Collected data
● ● ● ● ● ● ●

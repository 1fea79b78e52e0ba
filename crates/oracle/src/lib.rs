mod category;
mod classifier;
mod openai;
mod scripted;

use std::time::Duration;

use serde::{Deserialize, Serialize};
use thiserror::Error;

pub use category::CategoryResolver;
pub use classifier::IntentClassifier;
pub use openai::{OpenAiConfig, OpenAiOracle};
pub use scripted::ScriptedOracle;

#[derive(Debug, Clone, PartialEq, Eq, Serialize, Deserialize)]
pub struct OracleReply {
    pub text: String,
}

#[derive(Debug, Clone, PartialEq, Eq, Error)]
pub enum OracleError {
    #[error("oracle unreachable: {0}")]
    Connectivity(String),
    #[error("oracle call timed out after {0:?}")]
    Timeout(Duration),
    #[error("oracle rejected the request: {0}")]
    MalformedRequest(String),
    #[error("oracle returned a malformed response: {0}")]
    MalformedResponse(String),
    #[error("oracle is not configured: {0}")]
    NotConfigured(String),
}

/// External text classification/generation service.
pub trait Oracle: Send + Sync {
    fn name(&self) -> &str;
    async fn invoke(&self, prompt: &str) -> Result<OracleReply, OracleError>;
}

/// Bounds a single oracle call. Dropping the returned future abandons the call.
pub async fn invoke_with_timeout<O: Oracle>(
    oracle: &O,
    prompt: &str,
    timeout: Duration,
) -> Result<OracleReply, OracleError> {
    match tokio::time::timeout(timeout, oracle.invoke(prompt)).await {
        Ok(result) => result,
        Err(_) => {
            tracing::warn!(oracle = oracle.name(), ?timeout, "oracle call timed out");
            Err(OracleError::Timeout(timeout))
        }
    }
}
use std::env;
use std::time::Duration;

use reqwest::{Client, StatusCode};
use serde_json::{json, Value};
use tracing::{debug, warn};

use crate::{Oracle, OracleError, OracleReply};

const DEFAULT_BASE_URL: &str = "https://api.openai.com/v1";
const DEFAULT_MODEL: &str = "gpt-4o-mini";

#[derive(Debug, Clone)]
pub struct OpenAiConfig {
    pub api_key: String,
    pub model: String,
    pub base_url: String,
    pub temperature: f32,
    pub timeout: Duration,
}

impl OpenAiConfig {
    /// `None` when `TIPTRIP_OPENAI_API_KEY` is unset or blank.
    pub fn from_env() -> Option<Self> {
        let api_key = env::var("TIPTRIP_OPENAI_API_KEY")
            .ok()
            .map(|value| value.trim().to_string())
            .filter(|value| !value.is_empty())?;
        let model = env::var("TIPTRIP_OPENAI_MODEL").unwrap_or_else(|_| DEFAULT_MODEL.to_string());
        let base_url =
            env::var("TIPTRIP_OPENAI_BASE_URL").unwrap_or_else(|_| DEFAULT_BASE_URL.to_string());
        let temperature = env::var("TIPTRIP_OPENAI_TEMPERATURE")
            .ok()
            .and_then(|value| value.trim().parse::<f32>().ok())
            .map(|value| value.clamp(0.0, 2.0))
            .unwrap_or(0.0);
        let timeout = Duration::from_secs(
            env::var("TIPTRIP_ORACLE_TIMEOUT_SECONDS")
                .ok()
                .and_then(|value| value.trim().parse::<u64>().ok())
                .unwrap_or(20),
        );

        Some(Self {
            api_key,
            model,
            base_url: base_url.trim_end_matches('/').to_string(),
            temperature,
            timeout,
        })
    }
}

/// Oracle backed by the OpenAI Responses API.
#[derive(Debug, Clone)]
pub struct OpenAiOracle {
    config: OpenAiConfig,
    client: Client,
}

impl OpenAiOracle {
    pub fn new(config: OpenAiConfig) -> Result<Self, OracleError> {
        let client = Client::builder()
            .connect_timeout(Duration::from_secs(6))
            .timeout(config.timeout)
            .build()
            .map_err(|err| OracleError::NotConfigured(format!("failed to build HTTP client: {err}")))?;

        Ok(Self { config, client })
    }

    pub fn from_env() -> Result<Self, OracleError> {
        let config = OpenAiConfig::from_env().ok_or_else(|| {
            OracleError::NotConfigured("TIPTRIP_OPENAI_API_KEY is not set".to_string())
        })?;
        Self::new(config)
    }

    pub fn model(&self) -> &str {
        &self.config.model
    }

    fn map_transport_error(&self, err: reqwest::Error) -> OracleError {
        if err.is_timeout() {
            OracleError::Timeout(self.config.timeout)
        } else if err.is_builder() {
            OracleError::MalformedRequest(err.to_string())
        } else {
            OracleError::Connectivity(err.to_string())
        }
    }
}

impl Oracle for OpenAiOracle {
    fn name(&self) -> &str {
        "openai"
    }

    async fn invoke(&self, prompt: &str) -> Result<OracleReply, OracleError> {
        let payload = json!({
            "model": self.config.model,
            "temperature": self.config.temperature,
            "input": [
                {
                    "role": "user",
                    "content": [
                        { "type": "input_text", "text": prompt }
                    ]
                }
            ]
        });

        let response = self
            .client
            .post(format!("{}/responses", self.config.base_url))
            .bearer_auth(self.config.api_key.as_str())
            .json(&payload)
            .send()
            .await
            .map_err(|err| self.map_transport_error(err))?;

        let status = response.status();
        if !status.is_success() {
            let body = response.text().await.unwrap_or_default();
            warn!(status = status.as_u16(), "oracle returned non-success status");
            return Err(status_error(status, body));
        }

        let body: Value = response
            .json()
            .await
            .map_err(|err| OracleError::MalformedResponse(format!("invalid JSON body: {err}")))?;

        let text = extract_output_text(&body)
            .filter(|value| !value.trim().is_empty())
            .ok_or_else(|| OracleError::MalformedResponse("output text missing".to_string()))?;

        debug!(model = %self.config.model, chars = text.len(), "oracle replied");
        Ok(OracleReply { text })
    }
}

fn status_error(status: StatusCode, body: String) -> OracleError {
    let detail = format!("status {}: {}", status.as_u16(), body);
    if status == StatusCode::TOO_MANY_REQUESTS || status.is_server_error() {
        OracleError::Connectivity(detail)
    } else {
        OracleError::MalformedRequest(detail)
    }
}

fn extract_output_text(payload: &Value) -> Option<String> {
    if let Some(value) = payload.get("output_text").and_then(|value| value.as_str()) {
        return Some(value.to_string());
    }

    let output = payload.get("output")?.as_array()?;
    let chunks = output
        .iter()
        .filter_map(|item| item.get("content").and_then(|value| value.as_array()))
        .flatten()
        .filter(|content| content.get("type").and_then(|value| value.as_str()) == Some("output_text"))
        .filter_map(|content| content.get("text").and_then(|value| value.as_str()))
        .map(ToString::to_string)
        .collect::<Vec<_>>();

    if chunks.is_empty() {
        None
    } else {
        Some(chunks.join("\n\n"))
    }
}
use tiptrip_catalog::{ReferencePlaceResolver, RecommendationEngine};
use tiptrip_core::GeoPoint;
use tiptrip_tests::{load_catalog, ZOCALO};

#[test]
fn fixture_dataset_loads_every_named_row() {
    let catalog = load_catalog();
    assert_eq!(catalog.len(), 8);
    assert!(catalog.lookup("casa de los azulejos").unwrap().coordinates().is_none());
    assert_eq!(catalog.lookup("CHOLULA").unwrap().punctuation, Some(4.6));
}

#[test]
fn resolver_matches_accent_free_references() {
    let catalog = load_catalog();
    let resolver = ReferencePlaceResolver::default();

    let place = resolver.resolve("lugares cerca del angel de la independencia", &catalog);
    assert_eq!(place.map(|place| place.name.as_str()), Some("Ángel de la Independencia"));
    assert!(resolver.resolve("que hay cerca del zocalo", &catalog).is_none());
}

#[test]
fn unmapped_places_never_appear_in_results() {
    let engine = RecommendationEngine::new(load_catalog());
    let places = engine.recommend(GeoPoint::new(ZOCALO.0, ZOCALO.1), 15.0, Some("arquitectura"));
    assert!(places.is_empty());
}
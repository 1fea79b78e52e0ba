use std::collections::HashMap;
use std::sync::Arc;

use anyhow::{Context, Result};
use chrono::Utc;
use parking_lot::RwLock;
use sqlx::{Row, SqlitePool};
use tiptrip_core::GeoPoint;
use tracing::debug;

/// Source of a user's current coordinates. `Ok(None)` means the user is unknown or
/// has no registered location.
pub trait UserLocationProvider: Send + Sync {
    async fn get_coordinates(&self, user_id: i64) -> Result<Option<GeoPoint>>;
}

#[derive(Clone, Default)]
pub struct MemoryStore {
    locations: Arc<RwLock<HashMap<i64, GeoPoint>>>,
}

impl MemoryStore {
    pub fn new() -> Self {
        Self::default()
    }

    pub fn set_location(&self, user_id: i64, location: GeoPoint) {
        self.locations.write().insert(user_id, location);
    }

    pub fn clear_location(&self, user_id: i64) -> bool {
        self.locations.write().remove(&user_id).is_some()
    }
}

impl UserLocationProvider for MemoryStore {
    async fn get_coordinates(&self, user_id: i64) -> Result<Option<GeoPoint>> {
        Ok(self.locations.read().get(&user_id).copied())
    }
}

#[derive(Clone)]
pub struct SqliteStore {
    pool: SqlitePool,
}

impl SqliteStore {
    pub async fn connect(database_url: &str) -> Result<Self> {
        let pool = SqlitePool::connect(database_url)
            .await
            .with_context(|| format!("failed connecting to sqlite at {}", database_url))?;

        let store = Self { pool };
        store.ensure_schema().await?;
        Ok(store)
    }

    pub fn pool(&self) -> &SqlitePool {
        &self.pool
    }

    async fn ensure_schema(&self) -> Result<()> {
        sqlx::query(
            r#"
            CREATE TABLE IF NOT EXISTS users (
              id INTEGER PRIMARY KEY,
              latitude REAL,
              longitude REAL,
              updated_at TEXT NOT NULL
            );
            "#,
        )
        .execute(&self.pool)
        .await?;

        Ok(())
    }

    pub async fn upsert_location(&self, user_id: i64, location: GeoPoint) -> Result<()> {
        sqlx::query(
            r#"
            INSERT INTO users (id, latitude, longitude, updated_at)
            VALUES (?1, ?2, ?3, ?4)
            ON CONFLICT(id) DO UPDATE SET
              latitude=excluded.latitude,
              longitude=excluded.longitude,
              updated_at=excluded.updated_at
            "#,
        )
        .bind(user_id)
        .bind(location.latitude)
        .bind(location.longitude)
        .bind(Utc::now().to_rfc3339())
        .execute(&self.pool)
        .await
        .with_context(|| format!("failed storing location for user {}", user_id))?;

        Ok(())
    }
}

impl UserLocationProvider for SqliteStore {
    async fn get_coordinates(&self, user_id: i64) -> Result<Option<GeoPoint>> {
        let row = sqlx::query(
            r#"
            SELECT latitude, longitude
            FROM users
            WHERE id = ?1
            "#,
        )
        .bind(user_id)
        .fetch_optional(&self.pool)
        .await?;

        let Some(row) = row else {
            debug!(user_id, "user not found");
            return Ok(None);
        };

        let latitude: Option<f64> = row.get("latitude");
        let longitude: Option<f64> = row.get("longitude");
        Ok(latitude.zip(longitude).map(|(lat, lon)| GeoPoint::new(lat, lon)))
    }
}

#[derive(Clone)]
pub enum Store {
    Memory(MemoryStore),
    Sqlite(SqliteStore),
}

impl Store {
    pub fn memory() -> Self {
        Self::Memory(MemoryStore::new())
    }

    pub async fn sqlite(database_url: &str) -> Result<Self> {
        let sqlite = SqliteStore::connect(database_url).await?;
        Ok(Self::Sqlite(sqlite))
    }

    pub async fn upsert_location(&self, user_id: i64, location: GeoPoint) -> Result<()> {
        match self {
            Store::Memory(store) => {
                store.set_location(user_id, location);
                Ok(())
            }
            Store::Sqlite(store) => store.upsert_location(user_id, location).await,
        }
    }
}

impl UserLocationProvider for Store {
    async fn get_coordinates(&self, user_id: i64) -> Result<Option<GeoPoint>> {
        match self {
            Store::Memory(store) => store.get_coordinates(user_id).await,
            Store::Sqlite(store) => store.get_coordinates(user_id).await,
        }
    }
}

● ● ● ● ● ● ●

Write out exactly the lines above between the line with "const DEFAULT_MODEL: &str" and the line with "pub fn from_env() -> Option<Self>", inclusive, and nothing beyond them.

const DEFAULT_MODEL: &str = "gpt-4o-mini";

#[derive(Debug, Clone)]
pub struct OpenAiConfig {
    pub api_key: String,
    pub model: String,
    pub base_url: String,
    pub temperature: f32,
    pub timeout: Duration,
}

impl OpenAiConfig {
    /// `None` when `TIPTRIP_OPENAI_API_KEY` is unset or blank.
    pub fn from_env() -> Option<Self> {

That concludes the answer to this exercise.